Portrait of Margaret Mitchell

“I want to be famous in some way—a speaker, artist, writer, soldier, fighter, stateswoman, or anything nearly.”

Margaret Mitchell in her journal entry at age 15

Born in Atlanta in 1900, Margaret Mitchell defied convention. At her debut at Atlanta’s Georgian Terrace Hotel in 1920, she danced a provocative Parisian street dance that scandalized Atlanta. Vivacious and curious, she loved reading and began writing short stories as a child.

Drawing on her fascination with childhood family stories of the Civil War and the history of her hometown, she would write what became the epic Civil War novel, Gone with The Wind. She wrote at “The Dump,” the Peachtree Street apartment she shared with her husband.
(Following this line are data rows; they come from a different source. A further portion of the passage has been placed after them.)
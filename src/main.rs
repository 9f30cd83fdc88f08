use std::net::SocketAddr;
use std::path::PathBuf;
use std::sync::Arc;
use std::time::Duration;

use clap::Parser;
use tracing_subscriber::EnvFilter;
use uuid::Uuid;

use terrarium::config::ServerConfig;
use terrarium::model::{CodeVersion, JobKind};
use terrarium::net::client::ServerClient;
use terrarium::net::message::{JobSubmission, Message, ResourceFormat};
use terrarium::net::registry::ConnectionRegistry;
use terrarium::net::router::ServerContext;
use terrarium::net::server::SocketServer;
use terrarium::persistence::MemoryPersistence;
use terrarium::scheduler::WorkloadEnforcer;
use terrarium::shutdown::install_shutdown_handler;

const CODE_VERSION: CodeVersion = CodeVersion::new(0, 1, 0);

#[derive(Parser, Debug)]
#[command(name = "terrarium")]
#[command(version)]
#[command(about = "A simulation job distribution server")]
#[command(propagate_version = true)]
struct Args {
    #[command(subcommand)]
    command: Commands,
}

#[derive(clap::Subcommand, Debug)]
enum Commands {
    /// Start a terrarium server
    Server(ServerArgs),

    /// Job submission commands
    Job {
        #[command(flatten)]
        client: ClientArgs,

        #[command(subcommand)]
        command: JobCommands,
    },

    /// Resource upload/download commands
    Resource {
        #[command(flatten)]
        client: ClientArgs,

        #[command(subcommand)]
        command: ResourceCommands,
    },

    /// Worker-side commands
    Worker {
        #[command(flatten)]
        client: ClientArgs,

        #[command(subcommand)]
        command: WorkerCommands,
    },
}

// =============================================================================
// Server Arguments
// =============================================================================

#[derive(Parser, Debug)]
struct ServerArgs {
    /// Port to listen on for worker/client WebSocket connections
    #[arg(long, default_value = "24816")]
    port: u16,

    /// Seconds between workload enforcement passes
    #[arg(long, default_value = "60")]
    enforce_interval_secs: u64,

    /// Seconds without a pledge before a worker is deactivated
    #[arg(long, default_value = "300")]
    stale_worker_timeout_secs: u64,
}

// =============================================================================
// Client Arguments (shared by job, resource, and worker commands)
// =============================================================================

#[derive(Parser, Debug)]
struct ClientArgs {
    /// Server address
    #[arg(long, short = 'a', default_value = "ws://127.0.0.1:24816")]
    addr: String,
}

// =============================================================================
// Job Commands
// =============================================================================

#[derive(clap::Subcommand, Debug)]
enum JobCommands {
    /// Submit a world-creation job
    CreateWorld {
        #[command(flatten)]
        common: JobCommonArgs,
    },
    /// Submit a simulation-run job
    RunSimulation {
        /// Tick the simulation should run until
        end_tick: u64,

        #[command(flatten)]
        common: JobCommonArgs,
    },
}

#[derive(Parser, Debug)]
struct JobCommonArgs {
    /// Scheduling priority; higher is more urgent
    #[arg(long, default_value = "0")]
    priority: i32,

    /// Job ids that must complete before this one may run
    #[arg(long = "depends-on")]
    dependencies: Vec<Uuid>,

    /// Resource ids this job reads
    #[arg(long = "input")]
    input_resources: Vec<Uuid>,

    /// Resource ids this job produces
    #[arg(long = "output")]
    output_resources: Vec<Uuid>,
}

// =============================================================================
// Resource Commands
// =============================================================================

#[derive(clap::Subcommand, Debug)]
enum ResourceCommands {
    /// Upload a JSON resource file
    Upload {
        /// Path to the JSON payload
        file: PathBuf,

        /// Resource id; generated when omitted
        #[arg(long)]
        id: Option<Uuid>,

        /// Ship the payload in the packed wire format
        #[arg(long)]
        packed: bool,
    },
    /// Fetch a resource by id and print its JSON payload
    Fetch {
        /// Resource id
        id: Uuid,

        /// Request the payload in the packed wire format
        #[arg(long)]
        packed: bool,

        /// Seconds to wait for the reply
        #[arg(long, default_value = "5")]
        timeout_secs: u64,
    },
}

// =============================================================================
// Worker Commands
// =============================================================================

#[derive(clap::Subcommand, Debug)]
enum WorkerCommands {
    /// Pledge as a worker and print assignments as they arrive
    Pledge {
        /// Worker id; generated when omitted
        #[arg(long)]
        id: Option<Uuid>,

        /// Throughput curve, comma-separated (e.g. "100,150,200")
        #[arg(long, default_value = "100")]
        throughputs: String,
    },
}

// =============================================================================
// Helper Functions
// =============================================================================

fn parse_throughputs(curve: &str) -> Vec<u32> {
    curve
        .split(',')
        .filter_map(|entry| {
            let entry = entry.trim();
            match entry.parse::<u32>() {
                Ok(v) => Some(v),
                Err(_) => {
                    tracing::warn!(entry, "Ignoring invalid throughput entry");
                    None
                }
            }
        })
        .collect()
}

fn resource_format(packed: bool) -> ResourceFormat {
    if packed {
        ResourceFormat::Packed
    } else {
        ResourceFormat::Json
    }
}

fn init_tracing() {
    tracing_subscriber::fmt()
        .with_env_filter(
            EnvFilter::try_from_default_env().unwrap_or_else(|_| EnvFilter::new("info")),
        )
        .init();
}

// =============================================================================
// Server Implementation
// =============================================================================

async fn run_server(args: ServerArgs) -> Result<(), Box<dyn std::error::Error>> {
    init_tracing();

    let listen_addr: SocketAddr = format!("0.0.0.0:{}", args.port).parse()?;
    let config = ServerConfig::new(listen_addr)
        .with_enforce_interval(Duration::from_secs(args.enforce_interval_secs))
        .with_stale_worker_timeout(Duration::from_secs(args.stale_worker_timeout_secs));

    tracing::info!(
        listen_addr = %config.listen_addr,
        enforce_interval_secs = args.enforce_interval_secs,
        "Starting terrarium server"
    );

    // The in-process store; a relational gateway plugs in behind the same
    // trait without touching the router or the enforcer.
    let persistence = Arc::new(MemoryPersistence::new());
    let registry = ConnectionRegistry::new();
    let ctx = Arc::new(ServerContext::new(registry.clone(), persistence.clone()));

    let shutdown = install_shutdown_handler();

    let enforcer = WorkloadEnforcer::new(persistence, registry, config.stale_worker_timeout);
    let enforce_interval = config.enforce_interval;
    let enforcer_shutdown = shutdown.clone();
    tokio::spawn(async move {
        enforcer.run(enforce_interval, enforcer_shutdown).await;
    });

    let server = SocketServer::new(config.listen_addr, ctx);
    server.run(shutdown).await?;
    Ok(())
}

// =============================================================================
// Client Command Handlers
// =============================================================================

async fn handle_job_command(
    client: ClientArgs,
    command: JobCommands,
) -> Result<(), Box<dyn std::error::Error>> {
    let (kind, common) = match command {
        JobCommands::CreateWorld { common } => (JobKind::CreateWorld, common),
        JobCommands::RunSimulation { end_tick, common } => {
            (JobKind::RunSimulation { end_tick }, common)
        }
    };

    let submission = JobSubmission {
        job_id: Uuid::new_v4(),
        kind,
        priority: common.priority,
        dependencies: common.dependencies,
        input_resources: common.input_resources,
        output_resources: common.output_resources,
    };
    let job_id = submission.job_id;

    let mut conn = ServerClient::connect(&client.addr).await?;
    conn.submit_job(submission).await?;
    conn.close().await?;

    println!("Job submitted");
    println!("Job ID: {}", job_id);
    Ok(())
}

async fn handle_resource_command(
    client: ClientArgs,
    command: ResourceCommands,
) -> Result<(), Box<dyn std::error::Error>> {
    match command {
        ResourceCommands::Upload { file, id, packed } => {
            let json_data = tokio::fs::read_to_string(&file).await?;
            let resource_id = id.unwrap_or_else(Uuid::new_v4);

            let mut conn = ServerClient::connect(&client.addr).await?;
            conn.upload_resource(resource_id, &json_data, resource_format(packed))
                .await?;
            conn.close().await?;

            println!("Resource uploaded");
            println!("Resource ID: {}", resource_id);
        }
        ResourceCommands::Fetch {
            id,
            packed,
            timeout_secs,
        } => {
            let mut conn = ServerClient::connect(&client.addr).await?;
            let payload = conn
                .fetch_resource(
                    id,
                    resource_format(packed),
                    Duration::from_secs(timeout_secs),
                )
                .await?;
            conn.close().await?;

            match payload {
                Some(json) => println!("{}", json),
                None => {
                    eprintln!("Resource {} not available", id);
                    std::process::exit(1);
                }
            }
        }
    }
    Ok(())
}

async fn handle_worker_command(
    client: ClientArgs,
    command: WorkerCommands,
) -> Result<(), Box<dyn std::error::Error>> {
    match command {
        WorkerCommands::Pledge { id, throughputs } => {
            let worker_id = id.unwrap_or_else(Uuid::new_v4);
            let curve = parse_throughputs(&throughputs);
            if curve.is_empty() {
                return Err("throughput curve must contain at least one entry".into());
            }

            let mut conn = ServerClient::connect(&client.addr).await?;
            conn.pledge(worker_id, curve, CODE_VERSION).await?;
            println!("Pledged as worker {}", worker_id);
            println!("Waiting for assignments (ctrl-c to stop)...");

            loop {
                tokio::select! {
                    _ = tokio::signal::ctrl_c() => break,
                    received = conn.recv() => {
                        match received? {
                            Some(Message::AssignJob { job }) => {
                                println!("Assigned job {} (priority {})", job.id, job.priority);
                            }
                            Some(other) => {
                                tracing::debug!(?other, "Ignoring message");
                            }
                            None => {
                                eprintln!("Server closed the connection");
                                break;
                            }
                        }
                    }
                }
            }
        }
    }
    Ok(())
}

// =============================================================================
// Main Entry Point
// =============================================================================

#[tokio::main]
async fn main() -> Result<(), Box<dyn std::error::Error>> {
    let args = Args::parse();

    match args.command {
        Commands::Server(server_args) => run_server(server_args).await?,
        Commands::Job { client, command } => handle_job_command(client, command).await?,
        Commands::Resource { client, command } => handle_resource_command(client, command).await?,
        Commands::Worker { client, command } => handle_worker_command(client, command).await?,
    }

    Ok(())
}
pub mod assignments;
pub mod enforcer;

pub use assignments::JobAssignments;
pub use enforcer::WorkloadEnforcer;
Gone With the Wind was awarded the Pulitzer Prize for Fiction in 1937. Mitchell used her extraordinary success to champion causes in her home state. She donated to Atlanta’s Morehouse College, with the funds designated for scholarships for African-American medical students.

Margaret Mitchell died in 1949 from injuries sustained after being struck by a cab while crossing Peachtree Street. Today “The Dump” is an historic house museum and center for Southern literature. Owned by the Atlanta History Center, the Margaret Mitchell House hosts frequent literary programs and is open for tours.